┏━━
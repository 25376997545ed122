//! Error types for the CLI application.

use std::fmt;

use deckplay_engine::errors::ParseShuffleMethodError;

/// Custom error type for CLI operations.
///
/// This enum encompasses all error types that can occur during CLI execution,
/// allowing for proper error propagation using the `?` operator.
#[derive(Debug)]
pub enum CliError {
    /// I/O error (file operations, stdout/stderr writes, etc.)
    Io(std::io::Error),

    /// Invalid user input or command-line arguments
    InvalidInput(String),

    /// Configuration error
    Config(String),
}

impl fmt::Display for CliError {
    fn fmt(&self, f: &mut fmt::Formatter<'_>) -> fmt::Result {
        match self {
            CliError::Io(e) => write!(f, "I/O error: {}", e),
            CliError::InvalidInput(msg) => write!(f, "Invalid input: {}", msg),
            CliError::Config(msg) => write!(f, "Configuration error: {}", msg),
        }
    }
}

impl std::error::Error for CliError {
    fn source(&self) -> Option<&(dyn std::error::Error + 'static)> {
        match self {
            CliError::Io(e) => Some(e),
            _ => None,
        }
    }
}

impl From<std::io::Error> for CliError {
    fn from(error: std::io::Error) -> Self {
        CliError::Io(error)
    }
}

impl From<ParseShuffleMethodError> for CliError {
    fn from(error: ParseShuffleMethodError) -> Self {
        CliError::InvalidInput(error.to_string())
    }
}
┗━━
┏━━
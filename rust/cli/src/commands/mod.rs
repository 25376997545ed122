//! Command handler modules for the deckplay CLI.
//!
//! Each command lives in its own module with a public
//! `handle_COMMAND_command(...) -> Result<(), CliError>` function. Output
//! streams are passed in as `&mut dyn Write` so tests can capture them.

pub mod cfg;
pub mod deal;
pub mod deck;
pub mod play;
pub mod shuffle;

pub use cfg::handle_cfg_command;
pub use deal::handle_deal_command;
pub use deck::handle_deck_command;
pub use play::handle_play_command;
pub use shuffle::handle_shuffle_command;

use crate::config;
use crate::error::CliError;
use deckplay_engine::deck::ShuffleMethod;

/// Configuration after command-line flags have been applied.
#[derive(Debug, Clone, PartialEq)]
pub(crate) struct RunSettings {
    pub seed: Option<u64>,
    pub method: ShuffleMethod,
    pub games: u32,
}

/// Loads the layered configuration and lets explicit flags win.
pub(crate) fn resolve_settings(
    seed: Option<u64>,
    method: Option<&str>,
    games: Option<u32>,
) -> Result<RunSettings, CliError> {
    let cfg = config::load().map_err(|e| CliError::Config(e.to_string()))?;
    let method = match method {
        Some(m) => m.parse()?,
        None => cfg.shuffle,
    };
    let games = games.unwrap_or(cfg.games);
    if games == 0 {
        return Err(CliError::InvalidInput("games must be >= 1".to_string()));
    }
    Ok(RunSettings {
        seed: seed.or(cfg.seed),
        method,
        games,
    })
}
┗━━
┏━━
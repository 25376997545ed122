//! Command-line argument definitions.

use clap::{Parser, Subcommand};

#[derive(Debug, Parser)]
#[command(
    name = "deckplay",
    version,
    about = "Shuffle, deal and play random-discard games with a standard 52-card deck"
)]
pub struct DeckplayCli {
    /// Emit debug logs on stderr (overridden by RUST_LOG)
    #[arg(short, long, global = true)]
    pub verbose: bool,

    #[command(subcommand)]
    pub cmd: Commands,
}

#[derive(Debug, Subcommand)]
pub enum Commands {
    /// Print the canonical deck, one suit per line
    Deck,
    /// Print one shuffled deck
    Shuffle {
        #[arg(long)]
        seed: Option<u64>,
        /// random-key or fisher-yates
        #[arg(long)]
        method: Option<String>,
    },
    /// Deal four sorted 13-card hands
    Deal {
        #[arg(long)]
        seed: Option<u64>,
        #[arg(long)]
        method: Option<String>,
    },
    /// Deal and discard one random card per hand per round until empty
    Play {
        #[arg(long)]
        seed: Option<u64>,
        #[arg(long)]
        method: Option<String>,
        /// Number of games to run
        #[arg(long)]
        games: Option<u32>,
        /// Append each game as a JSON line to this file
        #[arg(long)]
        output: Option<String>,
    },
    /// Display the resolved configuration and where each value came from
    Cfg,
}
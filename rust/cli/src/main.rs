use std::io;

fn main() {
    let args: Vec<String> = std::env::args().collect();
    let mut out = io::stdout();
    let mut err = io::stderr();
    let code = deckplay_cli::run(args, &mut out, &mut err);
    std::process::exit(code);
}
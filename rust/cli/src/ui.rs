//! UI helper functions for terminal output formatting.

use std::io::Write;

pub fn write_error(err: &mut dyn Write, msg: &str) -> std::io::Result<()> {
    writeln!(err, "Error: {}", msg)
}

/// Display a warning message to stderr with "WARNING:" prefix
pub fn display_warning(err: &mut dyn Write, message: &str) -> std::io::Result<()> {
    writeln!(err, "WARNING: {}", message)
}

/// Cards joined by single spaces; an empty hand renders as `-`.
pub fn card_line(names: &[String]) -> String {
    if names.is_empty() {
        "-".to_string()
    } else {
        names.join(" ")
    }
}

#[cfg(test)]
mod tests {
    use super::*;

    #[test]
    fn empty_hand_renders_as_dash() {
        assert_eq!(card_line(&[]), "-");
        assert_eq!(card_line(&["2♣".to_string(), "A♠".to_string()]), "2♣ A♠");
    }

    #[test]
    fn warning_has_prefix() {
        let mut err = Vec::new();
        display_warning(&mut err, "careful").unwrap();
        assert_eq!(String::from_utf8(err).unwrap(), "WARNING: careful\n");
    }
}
┗━━
- [Requirement]: Return all lines from the data that include the string "Print".

- [Written reply]:
    /// Print the canonical deck, one suit per line
    /// Print one shuffled deck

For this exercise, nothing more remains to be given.